4.8 Bij antwoord akte na comparitie heeft [eiser] zich nog op het standpunt gesteld dat het vervallen van de benefitshop niet met instemming van [eiser] heeft plaatsgevonden en dat daarom met de componenten, die daarin begrepen waren bij de berekening rekening moet worden gehouden, doch dat standpunt heeft [eiser] eerst bij de genoemde akte naar voren gebracht en Centric heeft daar niet meer op kunnen reageren. Temeer nu niet gesteld of gebleken is dat [eiser] zich tegen de bijna een half jaar voor het einde van zijn dienstverband gewijzigde beloningsstructuur heeft verzet en Centric onweersproken heeft gesteld dat de gewijzigde componenten op andere wijze aan de werknemers werden toegekend (onder andere dooor het weer vast toekennen van de voor het in werking treden van de benefitshop geldende bovenwettelijke vakantiedagen), gaat de kantonrechter aan het standpunt van [eiser] te dezer zake voorbij en hanteert bij de berekening van de vordering van [eiser] diens laatste loonstrook van augustus 2009, waarop - voor zover van belang - alleen de looncomponenten door Centric genoemd en hiervoor onder 4.7 weergegeven, zijn vermeld.

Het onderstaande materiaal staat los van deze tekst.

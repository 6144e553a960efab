//! Device simulator core: payload variation, change gating, and interval policy.
//!
//! Everything here is synchronous and free of I/O. The async scheduling loop
//! that drives these pieces lives in `devsim-node`.

pub mod builder;
pub mod clock;
pub mod config;
pub mod gate;
pub mod interval;
pub mod numeric;
pub mod random;
pub mod status;
pub mod types;

pub use builder::build;
pub use clock::{ClockSource, FixedClock, SystemClock};
pub use config::{ConfigError, SimulatorConfig, SimulatorSettings};
pub use gate::should_emit;
pub use interval::IntervalPolicy;
pub use random::{sample, ConstantRandom, RandomSource, SeededRandom, ThreadRandom};
pub use status::{NodeStatus, StatusFill, StatusIndicator, StatusShape, TriggerSource};
pub use types::{DebugMessage, FieldRule, OutboundMessage, Payload, Template};
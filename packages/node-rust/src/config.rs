/// Runtime configuration of one simulator node instance.
///
/// Separate from [`devsim_core::SimulatorSettings`], which describes *what*
/// the node emits; this describes how the instance itself is hosted.
#[derive(Debug, Clone)]
pub struct NodeConfig {
    /// Unique identifier used for registry lookup, logs and debug mirrors.
    pub node_id: String,
    /// Capacity of the command channel feeding the scheduler task.
    pub command_channel_capacity: usize,
    /// Seed for a reproducible random sequence. `None` uses the thread RNG.
    pub seed: Option<u64>,
}

impl Default for NodeConfig {
    fn default() -> Self {
        Self {
            node_id: uuid::Uuid::new_v4().to_string(),
            command_channel_capacity: 64,
            seed: None,
        }
    }
}

impl NodeConfig {
    /// Default configuration with an explicit node id.
    #[must_use]
    pub fn with_id(node_id: impl Into<String>) -> Self {
        Self {
            node_id: node_id.into(),
            ..Self::default()
        }
    }
}
use devsim_core::ConfigError;

use crate::traits::SinkError;

/// Errors returned by a simulator node and its handles.
#[derive(Debug, thiserror::Error)]
pub enum NodeError {
    #[error("configuration error: {0}")]
    Config(#[from] ConfigError),
    #[error("simulator node is stopped")]
    Stopped,
    #[error("emission failed: {0}")]
    Emit(#[from] SinkError),
}

/// Errors returned by administrative operations on registered nodes.
#[derive(Debug, thiserror::Error)]
pub enum AdminError {
    #[error("permission denied: {permission} required")]
    Forbidden { permission: &'static str },
    #[error("node not found: {id}")]
    NotFound { id: String },
    #[error("manual trigger failed: {0}")]
    TriggerFailed(#[source] NodeError),
}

4.9 Gelet op het hiervoor overwogene bestaat de aanspraak van [eiser] uit de door Centric berekende aanvullingen per maand, voor zover [eiser] telkens nog aanspraak heeft op WW.
4.10 Centric heeft gesteld dat zij de aanvulling elke maand aan [eiser] voldoet, welke stelling [eiser] niet heeft weersproken, hoewel dat op zijn weg zou hebben gelegen als hij de betalingen niet mocht hebben ontvangen. De kantonrechter moet er dan ook vanuit gaan dat Centric aan haar maandelijkse betalingsverplichting voldoet en zal blijven voldoen. Om praktische redenen zal de kantonrechter de vordering echter op na te noemen wijze toewijzen.
4.11 Voor vergoeding van wettelijke (verhoging, die in het petitum niet gevorderd is en wettelijke) rente bestaat geen aanleiding nu Centric geen achterstand in de betalingen heeft laten ontstaan.
4.12 De vordering tot vergoeding van buitengerechtelijke incassokosten wordt afgewezen. Tegenover het tegen die vordering gevoerde verweer heeft [eiser] zijn vordering niet nader gespecificeerd en onderbouwd, hoewel dat juist wel van hem had mogen worden verwacht.
4.13 Als de materieel in het ongelijk gestelde partij, wordt [eiser] in de kosten van de procedure veroordeeld. Blijkens HR 19 maart 2010, LJN BL 1116, heeft deze kostenveroordeling tevens betrekking op de nakosten en levert deze dus voor alle kosten een executoriale titel op. Een afzonderlijke veroordeling in de nakosten zal derhalve niet worden uitgesproken.